Exercise brief: Lines in the entries below where the word "fixed" shows up should each be copied.

Information provided:
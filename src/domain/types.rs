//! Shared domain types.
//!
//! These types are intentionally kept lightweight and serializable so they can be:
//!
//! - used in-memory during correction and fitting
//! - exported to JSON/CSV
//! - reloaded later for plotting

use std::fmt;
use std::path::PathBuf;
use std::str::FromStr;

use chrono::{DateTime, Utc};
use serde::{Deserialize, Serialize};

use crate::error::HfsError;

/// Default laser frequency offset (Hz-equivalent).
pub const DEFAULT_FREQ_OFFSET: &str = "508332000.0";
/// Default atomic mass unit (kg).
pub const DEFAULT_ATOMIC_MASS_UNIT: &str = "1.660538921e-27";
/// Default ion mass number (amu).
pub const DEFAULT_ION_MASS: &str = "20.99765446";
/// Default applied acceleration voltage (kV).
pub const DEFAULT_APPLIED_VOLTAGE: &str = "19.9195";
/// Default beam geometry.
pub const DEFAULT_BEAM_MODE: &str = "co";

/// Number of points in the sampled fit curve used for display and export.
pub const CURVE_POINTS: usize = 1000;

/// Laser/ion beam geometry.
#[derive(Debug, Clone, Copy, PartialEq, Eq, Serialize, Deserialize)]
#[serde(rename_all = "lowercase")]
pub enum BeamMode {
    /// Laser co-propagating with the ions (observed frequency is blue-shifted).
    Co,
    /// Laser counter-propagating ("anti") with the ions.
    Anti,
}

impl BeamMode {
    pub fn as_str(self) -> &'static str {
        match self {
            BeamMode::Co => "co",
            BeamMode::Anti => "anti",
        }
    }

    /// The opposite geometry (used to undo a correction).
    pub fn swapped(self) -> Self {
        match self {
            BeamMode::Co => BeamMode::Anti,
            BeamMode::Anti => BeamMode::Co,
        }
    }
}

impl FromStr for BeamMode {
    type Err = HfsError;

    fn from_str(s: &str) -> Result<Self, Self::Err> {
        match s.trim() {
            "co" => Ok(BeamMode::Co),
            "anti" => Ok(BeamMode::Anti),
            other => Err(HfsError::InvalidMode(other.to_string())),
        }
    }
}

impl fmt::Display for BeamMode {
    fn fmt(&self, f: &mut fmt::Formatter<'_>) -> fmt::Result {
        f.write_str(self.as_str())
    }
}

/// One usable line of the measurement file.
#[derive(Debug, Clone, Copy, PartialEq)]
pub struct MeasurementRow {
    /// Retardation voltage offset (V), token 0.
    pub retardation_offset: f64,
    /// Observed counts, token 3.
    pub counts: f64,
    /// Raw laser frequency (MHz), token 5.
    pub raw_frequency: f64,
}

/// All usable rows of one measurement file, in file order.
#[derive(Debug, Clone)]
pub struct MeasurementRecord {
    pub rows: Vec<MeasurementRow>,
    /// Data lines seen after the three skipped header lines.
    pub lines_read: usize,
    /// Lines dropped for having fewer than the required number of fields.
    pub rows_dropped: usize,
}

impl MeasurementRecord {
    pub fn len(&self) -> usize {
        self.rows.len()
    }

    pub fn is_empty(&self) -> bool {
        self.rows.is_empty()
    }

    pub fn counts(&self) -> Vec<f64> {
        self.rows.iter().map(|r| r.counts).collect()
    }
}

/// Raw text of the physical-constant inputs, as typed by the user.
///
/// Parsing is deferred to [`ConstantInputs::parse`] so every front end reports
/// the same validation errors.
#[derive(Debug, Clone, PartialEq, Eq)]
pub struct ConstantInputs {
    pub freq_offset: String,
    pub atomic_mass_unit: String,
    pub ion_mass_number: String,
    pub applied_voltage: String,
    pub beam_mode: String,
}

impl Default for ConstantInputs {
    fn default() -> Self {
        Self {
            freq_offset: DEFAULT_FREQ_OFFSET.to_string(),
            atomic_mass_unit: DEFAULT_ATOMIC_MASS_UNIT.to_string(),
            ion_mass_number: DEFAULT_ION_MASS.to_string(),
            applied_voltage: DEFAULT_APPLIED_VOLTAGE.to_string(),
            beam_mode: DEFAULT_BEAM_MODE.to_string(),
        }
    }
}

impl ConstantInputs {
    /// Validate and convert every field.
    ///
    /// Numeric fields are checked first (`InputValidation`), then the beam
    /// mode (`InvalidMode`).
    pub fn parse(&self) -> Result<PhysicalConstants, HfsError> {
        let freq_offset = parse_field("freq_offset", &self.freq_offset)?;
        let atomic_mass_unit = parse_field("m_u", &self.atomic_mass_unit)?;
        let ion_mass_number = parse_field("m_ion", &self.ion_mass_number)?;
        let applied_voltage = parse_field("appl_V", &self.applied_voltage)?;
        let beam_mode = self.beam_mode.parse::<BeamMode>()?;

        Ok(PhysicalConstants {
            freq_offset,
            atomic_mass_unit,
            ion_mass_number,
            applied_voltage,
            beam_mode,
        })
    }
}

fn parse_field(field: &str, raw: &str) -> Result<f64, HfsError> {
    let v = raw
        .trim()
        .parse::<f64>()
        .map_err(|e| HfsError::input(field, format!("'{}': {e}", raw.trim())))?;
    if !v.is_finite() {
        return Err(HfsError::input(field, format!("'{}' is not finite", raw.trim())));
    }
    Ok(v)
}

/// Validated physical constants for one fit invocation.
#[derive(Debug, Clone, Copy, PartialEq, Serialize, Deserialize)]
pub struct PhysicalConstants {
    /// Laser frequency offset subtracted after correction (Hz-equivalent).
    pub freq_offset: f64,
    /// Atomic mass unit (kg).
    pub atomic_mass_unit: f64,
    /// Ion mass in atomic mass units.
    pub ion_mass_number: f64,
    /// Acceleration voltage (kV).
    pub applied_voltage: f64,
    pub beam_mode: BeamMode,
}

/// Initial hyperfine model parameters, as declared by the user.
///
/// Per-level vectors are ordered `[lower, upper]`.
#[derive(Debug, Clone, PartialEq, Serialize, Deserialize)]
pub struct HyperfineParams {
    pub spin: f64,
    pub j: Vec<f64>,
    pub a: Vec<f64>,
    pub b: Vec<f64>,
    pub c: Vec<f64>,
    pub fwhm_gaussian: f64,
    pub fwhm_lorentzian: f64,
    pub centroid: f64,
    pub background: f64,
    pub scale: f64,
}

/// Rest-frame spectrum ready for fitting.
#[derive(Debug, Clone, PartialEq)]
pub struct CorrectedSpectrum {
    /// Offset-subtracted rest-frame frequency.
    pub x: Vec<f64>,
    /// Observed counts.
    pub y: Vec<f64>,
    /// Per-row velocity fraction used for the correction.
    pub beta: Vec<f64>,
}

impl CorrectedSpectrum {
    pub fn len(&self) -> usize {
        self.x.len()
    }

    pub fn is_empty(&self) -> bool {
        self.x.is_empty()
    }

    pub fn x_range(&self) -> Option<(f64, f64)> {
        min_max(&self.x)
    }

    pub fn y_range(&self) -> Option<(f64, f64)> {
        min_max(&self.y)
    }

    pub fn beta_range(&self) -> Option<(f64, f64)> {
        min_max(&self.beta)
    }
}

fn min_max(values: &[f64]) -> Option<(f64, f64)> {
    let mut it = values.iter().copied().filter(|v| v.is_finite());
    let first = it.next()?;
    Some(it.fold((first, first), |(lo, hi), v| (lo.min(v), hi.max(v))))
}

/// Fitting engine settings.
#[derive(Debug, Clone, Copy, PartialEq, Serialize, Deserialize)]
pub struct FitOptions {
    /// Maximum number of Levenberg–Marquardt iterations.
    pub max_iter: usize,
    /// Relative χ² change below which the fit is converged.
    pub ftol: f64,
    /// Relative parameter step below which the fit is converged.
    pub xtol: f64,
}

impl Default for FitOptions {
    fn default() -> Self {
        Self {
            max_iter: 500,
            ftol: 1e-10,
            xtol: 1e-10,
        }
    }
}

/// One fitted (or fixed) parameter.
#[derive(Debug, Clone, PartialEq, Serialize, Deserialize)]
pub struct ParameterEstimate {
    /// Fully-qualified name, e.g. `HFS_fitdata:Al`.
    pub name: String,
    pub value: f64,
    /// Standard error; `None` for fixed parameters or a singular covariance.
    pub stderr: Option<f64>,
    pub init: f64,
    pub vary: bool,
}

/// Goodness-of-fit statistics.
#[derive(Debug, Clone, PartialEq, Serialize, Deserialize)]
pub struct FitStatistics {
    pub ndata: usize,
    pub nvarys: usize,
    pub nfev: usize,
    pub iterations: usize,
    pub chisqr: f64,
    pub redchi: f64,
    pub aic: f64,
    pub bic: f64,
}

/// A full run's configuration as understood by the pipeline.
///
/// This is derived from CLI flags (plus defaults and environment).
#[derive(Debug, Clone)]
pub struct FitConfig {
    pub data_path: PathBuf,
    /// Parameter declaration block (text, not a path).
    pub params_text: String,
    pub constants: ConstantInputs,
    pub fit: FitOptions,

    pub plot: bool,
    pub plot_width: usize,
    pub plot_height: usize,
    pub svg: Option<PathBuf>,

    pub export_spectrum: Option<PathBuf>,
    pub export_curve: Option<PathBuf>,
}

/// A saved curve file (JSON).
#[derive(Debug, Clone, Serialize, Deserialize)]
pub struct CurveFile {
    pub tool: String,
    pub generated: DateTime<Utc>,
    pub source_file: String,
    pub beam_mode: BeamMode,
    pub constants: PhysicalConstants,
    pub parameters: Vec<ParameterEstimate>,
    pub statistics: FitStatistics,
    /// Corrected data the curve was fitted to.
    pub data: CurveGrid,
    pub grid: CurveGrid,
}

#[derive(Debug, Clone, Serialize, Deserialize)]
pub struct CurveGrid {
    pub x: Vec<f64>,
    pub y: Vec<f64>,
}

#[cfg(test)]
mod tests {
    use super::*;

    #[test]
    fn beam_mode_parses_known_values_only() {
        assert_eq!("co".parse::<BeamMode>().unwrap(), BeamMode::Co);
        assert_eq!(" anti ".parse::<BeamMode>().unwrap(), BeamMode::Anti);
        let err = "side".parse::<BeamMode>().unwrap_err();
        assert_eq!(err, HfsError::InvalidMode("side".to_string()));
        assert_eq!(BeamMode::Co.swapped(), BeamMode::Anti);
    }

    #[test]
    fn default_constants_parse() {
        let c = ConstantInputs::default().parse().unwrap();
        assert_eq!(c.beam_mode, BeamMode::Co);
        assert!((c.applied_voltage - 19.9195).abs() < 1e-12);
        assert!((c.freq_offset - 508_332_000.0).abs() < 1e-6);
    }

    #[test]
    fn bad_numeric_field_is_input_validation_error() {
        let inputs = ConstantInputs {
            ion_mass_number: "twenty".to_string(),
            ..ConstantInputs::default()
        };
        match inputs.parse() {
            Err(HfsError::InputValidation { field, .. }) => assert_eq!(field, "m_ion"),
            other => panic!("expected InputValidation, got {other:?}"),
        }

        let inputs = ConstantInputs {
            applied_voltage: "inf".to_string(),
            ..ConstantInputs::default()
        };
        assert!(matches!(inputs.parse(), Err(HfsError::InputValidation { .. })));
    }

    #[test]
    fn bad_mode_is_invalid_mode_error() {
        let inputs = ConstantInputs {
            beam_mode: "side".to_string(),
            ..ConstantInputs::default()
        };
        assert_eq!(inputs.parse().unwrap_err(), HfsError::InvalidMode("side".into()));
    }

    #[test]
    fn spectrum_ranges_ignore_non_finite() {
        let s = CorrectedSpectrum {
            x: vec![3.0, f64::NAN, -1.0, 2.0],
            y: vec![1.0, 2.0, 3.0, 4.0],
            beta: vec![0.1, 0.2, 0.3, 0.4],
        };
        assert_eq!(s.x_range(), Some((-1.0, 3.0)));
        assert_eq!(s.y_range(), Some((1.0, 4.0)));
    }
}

Result:
/// One fitted (or fixed) parameter.
    /// Standard error; `None` for fixed parameters or a singular covariance.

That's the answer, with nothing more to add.